By Rob Carver (guest blog)

pg-1-icap-reutersFirst we had PPI. Then Libor. Then the misselling of interest rate swaps to SMEs. Now, ladies and gentlemen, I give you LOBO-gate: how banks ripped off local authorities and housing associations from someone who was there.

Cast your minds back to the early 2000s. Life was good. Both the public and private sector in the UK were doing well. But for treasurers of local authorities or housing associations, money was still tight on occasion. It was still necessary to borrow money.

One might have thought that local authorities could borrow very cheaply since in practise, if not legally, they are backed by the UK’s central government. Indeed, they are able to borrow from central government via the Public Works Loan Board (PWLB) at rates only slightly higher than the spread on UK government bonds. But, to a treasurer encouraged to make their department behave like a profit centre, even these rates were too high.

It would of course have made no sense for the local authority to approach a bank. Even in the halcyon days of the early 2000s, banks generally had worse credit ratings than the countries that hosted them, which meant they could only borrow money at higher rate than the sovereign nations; and that in order to make a profit, they had to lend out at a little more again.So, borrowing from a bank was inevitably going to be more costly than borrowing from the PWLB.

It would have made no sense at all…..and yet that is exactly what the local authorities did. And they were able to borrow more cheaply than from the PWLB. And the banks made huge profits, but not as much as some individuals working as money brokers did, for intermediary firms and brokerages such as ICAP and Tullet Prebon.

Welcome to the magic of the Local Authority Lender Option Borrower Option – otherwise known as LOBO loans. Surprisingly what little fuss has been made about these “too good to be true” deals to date has focused on their tenuous connection to Libor-gate. In fact this is a completely different scandal. Banks and brokers sold local authorities at least £7.63bn of such loans by 2014.

Financial alchemy

Let’s say I offer to lend you £40 on which I will charge you an interest rate of 3% over five years. Someone else comes along and offers you the same deal, but with the twist, that he wants to option to demand repayment in full whenever he chooses. You wouldn’t borrow money from him because he is clearly offering a worse deal.

Suppose he sticks to his guns but as a concession he will lend you the money at only 2.9% interest. Would you take that? What about 2.5%? 2%?

Essentially what I am asking you to do is to value the option of the lender wanting their money back. Why would the lender want their money back? There may be all kinds of reasons, but the most likely is that interest rates have risen to say 4%; and they would rather lend the money to some other person than have your 3% coming in.

Of course, as a borrower, having to suddenly repay the entire loan when interest rates rise is the worst possible thing for you. I assume you haven’t got the money to repay it. Unless you have hidden reserves, you’re going to have to repay the original lender and then borrow from someone else at 4%. Ouch.

There is nothing unethical or unusual about this (but don’t worry, the unethical bit is coming….).

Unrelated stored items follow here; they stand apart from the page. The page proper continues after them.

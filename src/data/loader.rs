//! CSV Data Loader Module
//! Reads the per-figure tables from the data directory using Polars.

use polars::prelude::*;
use std::path::{Path, PathBuf};
use thiserror::Error;

#[derive(Error, Debug)]
pub enum LoaderError {
    #[error("Failed to load CSV: {0}")]
    CsvError(#[from] PolarsError),
}

/// Loads the per-figure CSV tables with Polars.
pub struct DataLoader {
    data_dir: PathBuf,
}

impl DataLoader {
    pub fn new(data_dir: impl Into<PathBuf>) -> Self {
        Self {
            data_dir: data_dir.into(),
        }
    }

    pub fn data_dir(&self) -> &Path {
        &self.data_dir
    }

    /// Load a CSV file from the data directory.
    pub fn load_csv(&self, file_name: &str) -> Result<DataFrame, LoaderError> {
        let path = self.data_dir.join(file_name);
        let df = LazyCsvReader::new(&path)
            .with_infer_schema_length(Some(10000))
            .finish()?
            .collect()?;
        Ok(df)
    }
}

/// Extract a column as `f64` values; nulls become NaN.
pub fn f64_column(df: &DataFrame, name: &str) -> Result<Vec<f64>, LoaderError> {
    let casted = df.column(name)?.cast(&DataType::Float64)?;
    let ca = casted.f64()?;
    Ok(ca.into_iter().map(|v| v.unwrap_or(f64::NAN)).collect())
}

/// Extract a column as strings; nulls become empty strings.
pub fn str_column(df: &DataFrame, name: &str) -> Result<Vec<String>, LoaderError> {
    let series = df.column(name)?.as_materialized_series().clone();
    Ok((0..series.len())
        .map(|i| match series.get(i) {
            Ok(v) if !v.is_null() => v.to_string().trim_matches('"').to_string(),
            _ => String::new(),
        })
        .collect())
}

/// Extract a county FIPS column. Schema inference may read the codes as
/// integers, which drops their leading zeros; values are zero-padded back to
/// the five-digit form used by the geometry table.
pub fn fips_column(df: &DataFrame, name: &str) -> Result<Vec<String>, LoaderError> {
    Ok(str_column(df, name)?
        .into_iter()
        .map(|code| {
            if code.len() < 5 && code.bytes().all(|b| b.is_ascii_digit()) && !code.is_empty() {
                format!("{code:0>5}")
            } else {
                code
            }
        })
        .collect())
}

/// Keep the rows where a string column equals `value`.
pub fn filter_str_eq(df: &DataFrame, column: &str, value: &str) -> Result<DataFrame, LoaderError> {
    Ok(df
        .clone()
        .lazy()
        .filter(col(column).eq(lit(value)))
        .collect()?)
}

/// Keep the rows where an integer column equals `value`.
pub fn filter_i64_eq(df: &DataFrame, column: &str, value: i64) -> Result<DataFrame, LoaderError> {
    Ok(df
        .clone()
        .lazy()
        .filter(col(column).eq(lit(value)))
        .collect()?)
}

#[cfg(test)]
mod tests {
    use super::*;

    fn table() -> DataFrame {
        DataFrame::new(vec![
            Column::new("fips".into(), vec![1001i64, 48001]),
            Column::new("state".into(), vec!["AL", "TX"]),
            Column::new("VHb".into(), vec![Some(0.91f64), None]),
        ])
        .unwrap()
    }

    #[test]
    fn f64_column_turns_nulls_into_nan() {
        let values = f64_column(&table(), "VHb").unwrap();
        assert_eq!(values[0], 0.91);
        assert!(values[1].is_nan());
    }

    #[test]
    fn fips_column_restores_leading_zeros() {
        let fips = fips_column(&table(), "fips").unwrap();
        assert_eq!(fips, vec!["01001".to_string(), "48001".to_string()]);
    }

    #[test]
    fn filters_keep_matching_rows() {
        let by_state = filter_str_eq(&table(), "state", "TX").unwrap();
        assert_eq!(by_state.height(), 1);
        let by_fips = filter_i64_eq(&table(), "fips", 1001).unwrap();
        assert_eq!(str_column(&by_fips, "state").unwrap(), vec!["AL".to_string()]);
    }
}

In the LOBO deals, the lender has the right to ask for the loan to be repaid early. So they will charge less interest because they own a valuable option. The question still remains, how does the borrower value that option?

Enter the middlemen

To weigh up the merits of the mortgage option versus the repayable loan option you just need a Bermudan swap-tion pricer, to know the relevant volatility surface, some kind of interest rate model calibrated to the appropriate processes and the full forward and spot curve.

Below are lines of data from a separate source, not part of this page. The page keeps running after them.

//! Contiguity Weights Module
//! Builds rook/queen neighbor graphs from county polygon rings and computes
//! row-standardised spatial lags.

use crate::data::CountyMap;
use std::collections::{BTreeSet, HashMap};

// Coordinates are quantised before hashing so that boundary vertices shared
// between counties compare equal.
const COORD_SCALE: f64 = 1e7;

type Point = (i64, i64);

#[derive(Debug, Clone, Copy, PartialEq, Eq)]
pub enum Contiguity {
    /// Neighbors share a boundary segment.
    Rook,
    /// Neighbors share at least one boundary vertex.
    Queen,
}

/// Row-standardised contiguity weights: each county is linked to the counties
/// it is geometrically adjacent to, all with equal weight.
pub struct SpatialWeights {
    neighbors: Vec<Vec<usize>>,
}

impl SpatialWeights {
    pub fn build(map: &CountyMap, contiguity: Contiguity) -> Self {
        match contiguity {
            Contiguity::Rook => Self::from_shared_edges(map),
            Contiguity::Queen => Self::from_shared_vertices(map),
        }
    }

    fn quantise((x, y): (f64, f64)) -> Point {
        (
            (x * COORD_SCALE).round() as i64,
            (y * COORD_SCALE).round() as i64,
        )
    }

    fn from_shared_edges(map: &CountyMap) -> Self {
        let mut owners: HashMap<(Point, Point), Vec<usize>> = HashMap::new();
        for (idx, county) in map.counties.iter().enumerate() {
            for ring in &county.rings {
                for segment in ring.windows(2) {
                    let a = Self::quantise(segment[0]);
                    let b = Self::quantise(segment[1]);
                    if a == b {
                        continue;
                    }
                    let key = if a <= b { (a, b) } else { (b, a) };
                    let entry = owners.entry(key).or_default();
                    if !entry.contains(&idx) {
                        entry.push(idx);
                    }
                }
            }
        }
        Self::from_groups(map.len(), owners.into_values())
    }

    fn from_shared_vertices(map: &CountyMap) -> Self {
        let mut owners: HashMap<Point, Vec<usize>> = HashMap::new();
        for (idx, county) in map.counties.iter().enumerate() {
            for ring in &county.rings {
                for &point in ring {
                    let entry = owners.entry(Self::quantise(point)).or_default();
                    if !entry.contains(&idx) {
                        entry.push(idx);
                    }
                }
            }
        }
        Self::from_groups(map.len(), owners.into_values())
    }

    fn from_groups(n: usize, groups: impl Iterator<Item = Vec<usize>>) -> Self {
        let mut sets: Vec<BTreeSet<usize>> = vec![BTreeSet::new(); n];
        for group in groups {
            for &a in &group {
                for &b in &group {
                    if a != b {
                        sets[a].insert(b);
                    }
                }
            }
        }
        Self {
            neighbors: sets.into_iter().map(|s| s.into_iter().collect()).collect(),
        }
    }

    pub fn len(&self) -> usize {
        self.neighbors.len()
    }

    pub fn is_empty(&self) -> bool {
        self.neighbors.is_empty()
    }

    pub fn neighbors(&self, idx: usize) -> &[usize] {
        &self.neighbors[idx]
    }

    /// Row-standardised spatial lag: the mean of each county's non-missing
    /// neighbor values. Counties with no neighbors, or only missing
    /// neighbors, lag to NaN.
    pub fn lag(&self, values: &[f64]) -> Vec<f64> {
        self.neighbors
            .iter()
            .map(|neighbors| {
                let mut sum = 0.0;
                let mut count = 0usize;
                for &j in neighbors {
                    if !values[j].is_nan() {
                        sum += values[j];
                        count += 1;
                    }
                }
                if count > 0 {
                    sum / count as f64
                } else {
                    f64::NAN
                }
            })
            .collect()
    }
}

#[cfg(test)]
mod tests {
    use super::*;
    use crate::data::CountyMap;

    /// 2x2 grid of unit squares:
    ///   c d
    ///   a b
    fn grid() -> CountyMap {
        let square = |x: f64, y: f64, fips: &str| {
            format!(
                r#"{{"type": "Feature",
                     "properties": {{"fips": "{fips}", "state": "XX", "county": "{fips}"}},
                     "geometry": {{"type": "Polygon",
                                   "coordinates": [[[{x}, {y}], [{x1}, {y}], [{x1}, {y1}], [{x}, {y1}], [{x}, {y}]]]}}}}"#,
                x = x,
                y = y,
                x1 = x + 1.0,
                y1 = y + 1.0,
                fips = fips,
            )
        };
        let raw = format!(
            r#"{{"type": "FeatureCollection", "features": [{}, {}, {}, {}]}}"#,
            square(0.0, 0.0, "a"),
            square(1.0, 0.0, "b"),
            square(0.0, 1.0, "c"),
            square(1.0, 1.0, "d"),
        );
        CountyMap::from_geojson(&raw).unwrap()
    }

    #[test]
    fn rook_links_edge_sharing_squares_only() {
        let w = SpatialWeights::build(&grid(), Contiguity::Rook);
        assert_eq!(w.neighbors(0), &[1, 2]); // a: right and above
        assert_eq!(w.neighbors(3), &[1, 2]); // d: left and below
    }

    #[test]
    fn queen_adds_the_diagonal() {
        let w = SpatialWeights::build(&grid(), Contiguity::Queen);
        assert_eq!(w.neighbors(0), &[1, 2, 3]);
        assert_eq!(w.neighbors(3), &[0, 1, 2]);
    }

    #[test]
    fn lag_is_the_neighbor_mean_and_skips_missing() {
        let w = SpatialWeights::build(&grid(), Contiguity::Rook);
        let lag = w.lag(&[1.0, 2.0, 3.0, f64::NAN]);
        assert_eq!(lag[0], 2.5); // mean of b=2, c=3
        assert_eq!(lag[3], 2.5); // d's NaN self does not matter; b=2, c=3
        assert_eq!(lag[1], 1.0); // neighbors a=1 and d=NaN -> mean of a only
    }
}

However it is unlikely that you have access to this kind of thing at home. 99.9% of people don’t. Which is why many of us use IFAs and mortgage brokers.

In the retail financial services market, the incentives were until recently skewed. Customers were reluctant to pay large upfront fees for advice, so advisers were paid through commission from the firms whose products they were recommending.

Likewise, in LOBO deals, the local authorities did not deal directly with banks, but were put together by middlemen known collectively as ‘money brokers’. The reason this was being done was supposedly to protect the local authorities…

Council mismanagement

Why keep the banks away from local authorities? Well, there was a landmark case in the early 1990s after the London Borough of Hammersmith and Fulham became embroiled with the trading of interest rate swaps (derivatives) in an attempt to reduce their funding costs (oh the irony!). It was decreed that they had exceeded their legal authority in signing these deals, and the judge concluded the deals were ultra vires (null and void). Local authorities were deemed to be too unsophisticated to trade these complex derivatives and were banned from doing so.

They were not allowed to trade swaps and certainly not Bermudan swap-tions, an even more fiendishly complex form of derivative. A Bermudan swaption is a right to cancel a swap… you can guess where this is going. Yes the kind of option embedded in a LOBO deal is a Bermudan swaption.

So what exactly is going on here? Is it okay for local authorities to take out cancellable loans (or cancellable fixed rate mortgages) which embeds a complex derivative, just as long as them directly?

Mechanics of a trade

Let’s examine a trade of which the author may or may not have had intimate knowledge whilst working on a bank’s derivatives trading desk in the early 2000s. (This is a ‘composite’ story with elements of things which really happened)

First, housing association B asked the broker to get them the best deal on a cancellable loan; say a 40-year loan, first cancellable in two years, and then every subsequent six months. Not many banks can do this kind of deal because the relevant derivatives market isn’t particularly liquid (because loans over 30 years are quite). The broker probably rang round three or four UK-based banks and at least one German bank.

Unable to do the deal themselves, the German bank called up one of the British banks to get a price for hedging the risk. This led to a situation where the relevant trading desk had requests for pricing an identical hedge from two different parts of the bank. The request made directly would have made the bank more money so the trader told the German sales guy not to mess around with letting the Germans try and undercut them and steal their business. One might imagine the Germans were given a quote that was sufficiently high to deter them from making a competitive offer to the broker. (This may border on cartel-like behaviour, but I’m not a competition lawyer so I don’t know.)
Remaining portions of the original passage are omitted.